##### Listed records #####

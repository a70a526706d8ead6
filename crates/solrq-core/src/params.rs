//! Request parameter fragments.
//!
//! A [`Parameters`] value is the contribution of one parameter builder to the
//! outgoing search request. Keys keep the order in which they were inserted so
//! the emitted request is stable across runs.
//!
//! # Example
//!
//! ```
//! use solrq_core::Parameters;
//!
//! let mut params = Parameters::new();
//! params.insert("group", "true");
//! params.insert("group.limit", 3u64);
//! params.insert("group.field", vec!["category".to_string()]);
//!
//! let pairs = params.to_query_pairs();
//! assert_eq!(pairs[1], ("group.limit".to_string(), "3".to_string()));
//! ```

use indexmap::IndexMap;
use serde::{Deserialize, Serialize};

/// A single parameter value.
///
/// Scalars keep their native type; lists are repeated once per element when
/// the request is serialized onto the wire.
#[derive(Debug, Clone, PartialEq, Eq, Serialize, Deserialize)]
#[serde(untagged)]
pub enum ParamValue {
    /// Integer value (e.g. `group.limit`).
    Integer(u64),
    /// Plain string value.
    Text(String),
    /// Multi-valued parameter.
    List(Vec<String>),
}

impl ParamValue {
    /// Returns the string if this is a `Text` value.
    pub fn as_text(&self) -> Option<&str> {
        match self {
            ParamValue::Text(s) => Some(s),
            _ => None,
        }
    }

    /// Returns the integer if this is an `Integer` value.
    pub fn as_integer(&self) -> Option<u64> {
        match self {
            ParamValue::Integer(n) => Some(*n),
            _ => None,
        }
    }

    /// Returns the elements if this is a `List` value.
    pub fn as_list(&self) -> Option<&[String]> {
        match self {
            ParamValue::List(items) => Some(items),
            _ => None,
        }
    }

    /// Wire representation: one string per value to send.
    pub fn wire_values(&self) -> Vec<String> {
        match self {
            ParamValue::Integer(n) => vec![n.to_string()],
            ParamValue::Text(s) => vec![s.clone()],
            ParamValue::List(items) => items.clone(),
        }
    }
}

impl From<&str> for ParamValue {
    fn from(value: &str) -> Self {
        ParamValue::Text(value.to_string())
    }
}

impl From<String> for ParamValue {
    fn from(value: String) -> Self {
        ParamValue::Text(value)
    }
}

impl From<u64> for ParamValue {
    fn from(value: u64) -> Self {
        ParamValue::Integer(value)
    }
}

impl From<Vec<String>> for ParamValue {
    fn from(value: Vec<String>) -> Self {
        ParamValue::List(value)
    }
}

/// Insertion-ordered mapping of parameter names to values.
#[derive(Debug, Clone, Default, PartialEq, Eq, Serialize, Deserialize)]
#[serde(transparent)]
pub struct Parameters {
    entries: IndexMap<String, ParamValue>,
}

impl Parameters {
    /// Create an empty fragment.
    pub fn new() -> Self {
        Self::default()
    }

    /// Set a parameter.
    ///
    /// Re-inserting an existing name replaces its value and keeps its
    /// original position.
    pub fn insert(&mut self, name: impl Into<String>, value: impl Into<ParamValue>) {
        self.entries.insert(name.into(), value.into());
    }

    /// Look up a parameter by name.
    pub fn get(&self, name: &str) -> Option<&ParamValue> {
        self.entries.get(name)
    }

    /// Returns true if the parameter is present.
    pub fn contains_key(&self, name: &str) -> bool {
        self.entries.contains_key(name)
    }

    /// Number of distinct parameter names.
    pub fn len(&self) -> usize {
        self.entries.len()
    }

    /// Returns true if no parameters are set.
    pub fn is_empty(&self) -> bool {
        self.entries.is_empty()
    }

    /// Parameter names in insertion order.
    pub fn keys(&self) -> impl Iterator<Item = &str> {
        self.entries.keys().map(String::as_str)
    }

    /// Iterate `(name, value)` entries in insertion order.
    pub fn iter(&self) -> impl Iterator<Item = (&str, &ParamValue)> {
        self.entries.iter().map(|(k, v)| (k.as_str(), v))
    }

    /// Flatten into query-string pairs.
    ///
    /// List values produce one pair per element, in order. An empty list
    /// produces no pairs.
    pub fn to_query_pairs(&self) -> Vec<(String, String)> {
        self.entries
            .iter()
            .flat_map(|(name, value)| {
                value
                    .wire_values()
                    .into_iter()
                    .map(move |v| (name.clone(), v))
            })
            .collect()
    }
}

/// A component that contributes one fragment of the outgoing request.
///
/// `build` is pure: it reads state captured at construction and returns a
/// fresh [`Parameters`] on every call.
pub trait ParameterBuilder {
    /// Compute this builder's parameter fragment.
    fn build(&self) -> Parameters;
}

// ============================================================================
// Tests
// ============================================================================

#[cfg(test)]
#[allow(clippy::unwrap_used)]
mod tests {
    use super::*;

    #[test]
    fn test_insert_preserves_order() {
        let mut params = Parameters::new();
        params.insert("b", "1");
        params.insert("a", "2");
        params.insert("c", "3");
        assert_eq!(params.keys().collect::<Vec<_>>(), vec!["b", "a", "c"]);
    }

    #[test]
    fn test_reinsert_keeps_position() {
        let mut params = Parameters::new();
        params.insert("first", "1");
        params.insert("second", "2");
        params.insert("first", "changed");
        assert_eq!(params.len(), 2);
        assert_eq!(params.keys().next(), Some("first"));
        assert_eq!(params.get("first").unwrap().as_text(), Some("changed"));
    }

    #[test]
    fn test_empty_parameters() {
        let params = Parameters::new();
        assert!(params.is_empty());
        assert_eq!(params.len(), 0);
        assert!(params.to_query_pairs().is_empty());
    }

    #[test]
    fn test_value_accessors() {
        assert_eq!(ParamValue::from("x").as_text(), Some("x"));
        assert_eq!(ParamValue::from(4u64).as_integer(), Some(4));
        let list = ParamValue::from(vec!["a".to_string(), "b".to_string()]);
        assert_eq!(list.as_list().unwrap(), ["a", "b"]);
        assert_eq!(list.as_text(), None);
    }

    #[test]
    fn test_query_pairs_repeat_lists() {
        let mut params = Parameters::new();
        params.insert("group", "true");
        params.insert("group.limit", 2u64);
        params.insert(
            "group.query",
            vec!["price:[0 TO 10]".to_string(), "price:[10 TO *]".to_string()],
        );

        let pairs = params.to_query_pairs();
        assert_eq!(
            pairs,
            vec![
                ("group".to_string(), "true".to_string()),
                ("group.limit".to_string(), "2".to_string()),
                ("group.query".to_string(), "price:[0 TO 10]".to_string()),
                ("group.query".to_string(), "price:[10 TO *]".to_string()),
            ]
        );
    }

    #[test]
    fn test_query_pairs_empty_list() {
        let mut params = Parameters::new();
        params.insert("group.sort", Vec::<String>::new());
        assert!(params.to_query_pairs().is_empty());
    }

    #[test]
    fn test_serialize_native_types() {
        let mut params = Parameters::new();
        params.insert("group", "true");
        params.insert("group.limit", 3u64);
        params.insert("group.field", vec!["category".to_string()]);

        let json = serde_json::to_string(&params).unwrap();
        assert_eq!(
            json,
            r#"{"group":"true","group.limit":3,"group.field":["category"]}"#
        );
    }

    #[test]
    fn test_deserialize_native_types() {
        let params: Parameters =
            serde_json::from_str(r#"{"group.limit":5,"group.sort":["score desc"]}"#).unwrap();
        assert_eq!(params.get("group.limit"), Some(&ParamValue::Integer(5)));
        assert_eq!(
            params.get("group.sort").unwrap().as_list().unwrap(),
            ["score desc"]
        );
    }
}
//! src/domain/registrant_email.rs

use crate::domain::ValidationError;

/// Email of a registrant, used as the informal unique key of the waitlist.
///
/// Only presence is checked. The value is neither trimmed nor case
/// normalised, so lookups are exact point lookups.
#[derive(Debug, Clone, PartialEq, Eq, Hash)]
pub struct RegistrantEmail(String);

impl RegistrantEmail {
    pub fn parse(s: String) -> Result<RegistrantEmail, ValidationError> {
        if s.trim().is_empty() {
            Err(ValidationError::InvalidEmail(s))
        } else {
            Ok(Self(s))
        }
    }
}

impl AsRef<str> for RegistrantEmail {
    fn as_ref(&self) -> &str {
        &self.0
    }
}

impl std::fmt::Display for RegistrantEmail {
    fn fmt(&self, f: &mut std::fmt::Formatter<'_>) -> std::fmt::Result {
        // We just forward to the Display implementation of
        // the wrapped String.
        self.0.fmt(f)
    }
}
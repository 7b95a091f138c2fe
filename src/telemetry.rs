//! src/telemetry.rs

use tracing::subscriber::set_global_default;
use tracing::Subscriber;
use tracing_bunyan_formatter::{BunyanFormattingLayer, JsonStorageLayer};
use tracing_log::LogTracer;
use tracing_subscriber::fmt::MakeWriter;
use tracing_subscriber::{layer::SubscriberExt, EnvFilter, Registry};

/// Compose multiple layers into a `tracing`'s subscriber.
///
/// # Implementation Notes
///
/// We are using `impl Subscriber` as return type to avoid having to
/// spell out the actual type of the returned subscriber, which is
/// indeed quite complex.
pub fn get_subscriber<Sink>(
    name: String,
    env_filter: String,
    sink: Sink,
) -> impl Subscriber + Send + Sync
where
    // This "weird" syntax is a higher-ranked trait bound (HRTB)
    // It basically means that Sink implements the `MakeWriter`
    // trait for all choices of the lifetime parameter `'a`
    Sink: for<'a> MakeWriter<'a> + Send + Sync + 'static,
{
    // We are falling back to printing all spans at info-level or above
    // if the RUST_LOG environment variable has not been set.
    let env_filter =
        EnvFilter::try_from_default_env().unwrap_or_else(|_| EnvFilter::new(env_filter));
    let formatting_layer = BunyanFormattingLayer::new(name, sink);
    Registry::default()
        .with(env_filter)
        .with(JsonStorageLayer)
        .with(formatting_layer)
}

/// Register a subscriber as global default to process span data.
///
/// It should only be called once!
pub fn init_subscriber(subscriber: impl Subscriber + Send + Sync) {
    // Redirect all `log`'s events to our subscriber
    LogTracer::init().expect("Failed to set logger");
    set_global_default(subscriber).expect("Failed to set subscriber");
}
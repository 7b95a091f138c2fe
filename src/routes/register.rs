//! src/routes/register.rs

use actix_web::{error::JsonPayloadError, web, HttpRequest, HttpResponse};

use crate::domain::{NewRegistrant, RegistrationPayload, ValidationError};
use crate::error::{Error, WaitlistResult};
use crate::registration::Waitlist;

pub const REGISTRATION_SUCCESS: &str = "Form submitted successfully!";

#[derive(serde::Serialize, serde::Deserialize, Debug)]
pub struct SuccessBody {
    pub message: String,
}

/// Turns extractor rejections (bad JSON, wrong field types, wrong content
/// type) into the JSON error body used by every other failure.
pub fn json_payload_error(err: JsonPayloadError, _req: &HttpRequest) -> actix_web::Error {
    Error::from(ValidationError::MalformedPayload(err.to_string())).into()
}

#[tracing::instrument(
    name = "Adding a new registrant.",
    skip(payload, waitlist),
    fields(
        registrant_email = ?payload.email,
        registrant_name = ?payload.name
    )
)]
pub async fn register(
    payload: web::Json<RegistrationPayload>,
    waitlist: web::Data<Waitlist>,
) -> WaitlistResult<HttpResponse> {
    let new_registrant: NewRegistrant = payload.into_inner().try_into()?;
    waitlist.register(&new_registrant).await?;
    Ok(HttpResponse::Ok().json(SuccessBody {
        message: REGISTRATION_SUCCESS.to_string(),
    }))
}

#####

Description of the task
Repeat only what runs from the line holding "registrant_name = ?payload.name" to the end of the data, keeping every line exactly as written, first and last included.

Solution
        registrant_name = ?payload.name
    )
)]
pub async fn register(
    payload: web::Json<RegistrationPayload>,
    waitlist: web::Data<Waitlist>,
) -> WaitlistResult<HttpResponse> {
    let new_registrant: NewRegistrant = payload.into_inner().try_into()?;
    waitlist.register(&new_registrant).await?;
    Ok(HttpResponse::Ok().json(SuccessBody {
        message: REGISTRATION_SUCCESS.to_string(),
    }))
}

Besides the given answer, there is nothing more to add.